<h1 align='center'>Applications of LSTM – Generating Text</h1>

In [1]:
import os
from six.moves.urllib.request import urlretrieve
import tensorflow as tf

tf.config.list_physical_devices('GPU')

[PhysicalDevice(name='/physical_device:GPU:0', device_type='GPU')]

## Get Data

[Dowloading Stories](https://www.cs.cmu.edu/~spok/grimmtmp/). The dataset consists of 209 stories. These are the translations of some folk stories by the Grimm brothers.

In [2]:
url = 'https://www.cs.cmu.edu/~spok/grimmtmp/'
dir_name = 'data'

def download_data(url, filename, download_dir):
    """Download a file if not present, and make sure it's the right size."""
      
    # Create directories if doesn't exist
    os.makedirs(download_dir, exist_ok=True)
    
    # If file doesn't exist download
    if not os.path.exists(os.path.join(download_dir,filename)):
        filepath, _ = urlretrieve(url + filename, os.path.join(download_dir,filename))
    else:
        filepath = os.path.join(download_dir, filename)
        
    return filepath

# Number of files and their names to download
num_files = 209
filenames = [format(i, '03d')+'.txt' for i in range(1, num_files+1)]

# Download each file
for fn in filenames:
    download_data(url, fn, dir_name)
    
# Check if all files are downloaded
for i in range(len(filenames)):
    file_exists = os.path.isfile(os.path.join(dir_name,filenames[i]))
    assert file_exists

print(f"{len(filenames)} files found.") 

209 files found.


## Train-Validation-Test Split

In [3]:
from sklearn.model_selection import train_test_split

random_state = 54321

filenames = [os.path.join(dir_name, file) for file in os.listdir(dir_name)]

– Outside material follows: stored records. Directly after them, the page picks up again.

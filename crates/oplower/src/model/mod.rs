//! Backend output accumulation.
//!
//! A `BuilderContext` is the single mutable accumulator shared by every op
//! builder during one lowering pass. It is append-only: builders push layers
//! or operations and never revisit earlier entries.

mod layers;
mod program;

use std::collections::{BTreeSet, HashMap, HashSet};

use serde::{Deserialize, Serialize};

use crate::error::ModelSerdeError;
use crate::graph::GraphAccessor;
use crate::tensor::Scalar;

pub use layers::{
    ActivationParams, ConvertParams, Layer, LayerParams, QuantizationParams, UnaryKind,
    UnaryParams,
};
pub use program::{Argument, NamedValueType, Operation};

/// Format tag written into every serialized `LoweredModel`.
pub const LOWERED_MODEL_FORMAT: &str = "oplower.v1";

fn default_format() -> String {
    LOWERED_MODEL_FORMAT.to_string()
}

/// Which output representation the pass is producing.
#[derive(Debug, Clone, Copy, Default, PartialEq, Eq, Hash, Serialize, Deserialize)]
pub enum SinkKind {
    /// Ordered list of fixed-schema layer records.
    #[default]
    Layers,
    /// Ordered list of named operations with inline constants.
    Program,
}

/// Accumulator interface consumed by op builders and the fusion detector.
pub trait BuilderContext {
    fn graph(&self) -> &dyn GraphAccessor;
    fn sink(&self) -> SinkKind;

    fn is_program(&self) -> bool {
        self.sink() == SinkKind::Program
    }

    /// Allocates a name that collides with no graph tensor and no earlier allocation.
    fn unique_name(&mut self, base: &str) -> String;

    fn add_layer(&mut self, layer: Layer);
    fn add_operation(&mut self, op: Operation);

    /// Attaches `value` to `op` as the constant operand `param`.
    fn add_constant_input(&mut self, op: &mut Operation, param: &str, value: Scalar);

    /// Declares that the builder inlines initializer `name` itself.
    fn add_initializer_to_skip(&mut self, name: &str);
    fn is_initializer_skipped(&self, name: &str) -> bool;
}

/// Default `BuilderContext` over a borrowed graph.
pub struct ModelBuilder<'g> {
    graph: &'g dyn GraphAccessor,
    sink: SinkKind,
    used_names: HashSet<String>,
    name_counters: HashMap<String, u64>,
    layers: Vec<Layer>,
    operations: Vec<Operation>,
    skipped_initializers: BTreeSet<String>,
}

impl<'g> ModelBuilder<'g> {
    pub fn new(graph: &'g dyn GraphAccessor, sink: SinkKind) -> Self {
        Self {
            graph,
            sink,
            used_names: graph.tensor_names().into_iter().collect(),
            name_counters: HashMap::new(),
            layers: Vec::new(),
            operations: Vec::new(),
            skipped_initializers: BTreeSet::new(),
        }
    }

    pub fn layers(&self) -> &[Layer] {
        &self.layers
    }

    pub fn operations(&self) -> &[Operation] {
        &self.operations
    }

    pub fn skipped_initializers(&self) -> &BTreeSet<String> {
        &self.skipped_initializers
    }

    pub fn finish(self) -> LoweredModel {
        LoweredModel {
            format: default_format(),
            sink: self.sink,
            layers: self.layers,
            operations: self.operations,
            skipped_initializers: self.skipped_initializers,
        }
    }
}

impl BuilderContext for ModelBuilder<'_> {
    fn graph(&self) -> &dyn GraphAccessor {
        self.graph
    }

    fn sink(&self) -> SinkKind {
        self.sink
    }

    fn unique_name(&mut self, base: &str) -> String {
        if self.used_names.insert(base.to_string()) {
            return base.to_string();
        }
        let counter = self.name_counters.entry(base.to_string()).or_insert(0);
        loop {
            *counter += 1;
            let candidate = format!("{base}_{counter}");
            if self.used_names.insert(candidate.clone()) {
                return candidate;
            }
        }
    }

    fn add_layer(&mut self, layer: Layer) {
        tracing::trace!(layer = %layer.name, outputs = ?layer.outputs, "append layer");
        self.layers.push(layer);
    }

    fn add_operation(&mut self, op: Operation) {
        tracing::trace!(op = %op.name, op_type = %op.op_type, "append operation");
        self.operations.push(op);
    }

    fn add_constant_input(&mut self, op: &mut Operation, param: &str, value: Scalar) {
        op.inputs.insert(param.to_string(), Argument::Constant(value));
    }

    fn add_initializer_to_skip(&mut self, name: &str) {
        self.skipped_initializers.insert(name.to_string());
    }

    fn is_initializer_skipped(&self, name: &str) -> bool {
        self.skipped_initializers.contains(name)
    }
}

/// Output of one lowering pass, detached from the source graph.
#[derive(Debug, Clone, PartialEq, Serialize, Deserialize)]
pub struct LoweredModel {
    #[serde(default = "default_format")]
    pub format: String,
    pub sink: SinkKind,
    pub layers: Vec<Layer>,
    pub operations: Vec<Operation>,
    pub skipped_initializers: BTreeSet<String>,
}

impl LoweredModel {
    pub fn to_json_string(&self) -> Result<String, ModelSerdeError> {
        serde_json::to_string_pretty(self).map_err(ModelSerdeError::from)
    }

    pub fn from_json_str(src: &str) -> Result<Self, ModelSerdeError> {
        let model: LoweredModel = serde_json::from_str(src)?;
        model.check_format()
    }

    pub fn to_bincode_bytes(&self) -> Result<Vec<u8>, ModelSerdeError> {
        bincode::serialize(self).map_err(ModelSerdeError::from)
    }

    pub fn from_bincode_slice(bytes: &[u8]) -> Result<Self, ModelSerdeError> {
        let model: LoweredModel = bincode::deserialize(bytes)?;
        model.check_format()
    }

    fn check_format(self) -> Result<Self, ModelSerdeError> {
        if self.format != LOWERED_MODEL_FORMAT {
            return Err(ModelSerdeError::FormatMismatch {
                found: self.format,
                expected: LOWERED_MODEL_FORMAT,
            });
        }
        Ok(self)
    }
}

# First separate train and valid+test data
train_filenames, test_and_valid_filenames = train_test_split(filenames, test_size=0.2, 
                                                             random_state=random_state)

# Separate valid+test data to validation and test data
valid_filenames, test_filenames = train_test_split(test_and_valid_filenames, test_size=0.5,
                                                   random_state=random_state)

# Print out the sizes and some sample filenames
for subset_id, subset in zip(('train', 'valid', 'test'), (train_filenames, valid_filenames, test_filenames)):
    print(f"Got {len(subset)} files in the {subset_id} dataset (e.g. {subset[:3]})")

Got 167 files in the train dataset (e.g. ['data\\117.txt', 'data\\133.txt', 'data\\069.txt'])
Got 21 files in the valid dataset (e.g. ['data\\023.txt', 'data\\078.txt', 'data\\176.txt'])
Got 21 files in the test dataset (e.g. ['data\\129.txt', 'data\\207.txt', 'data\\170.txt'])


## Analyzing the vocabulary size

- We will process the text by breaking it into character-level bigrams (n-grams where n=2) and make a vocabulary out of the unique bigrams. 

- Using character-level bigrams helps us to language model with a reduced vocabulary, leading to faster model training.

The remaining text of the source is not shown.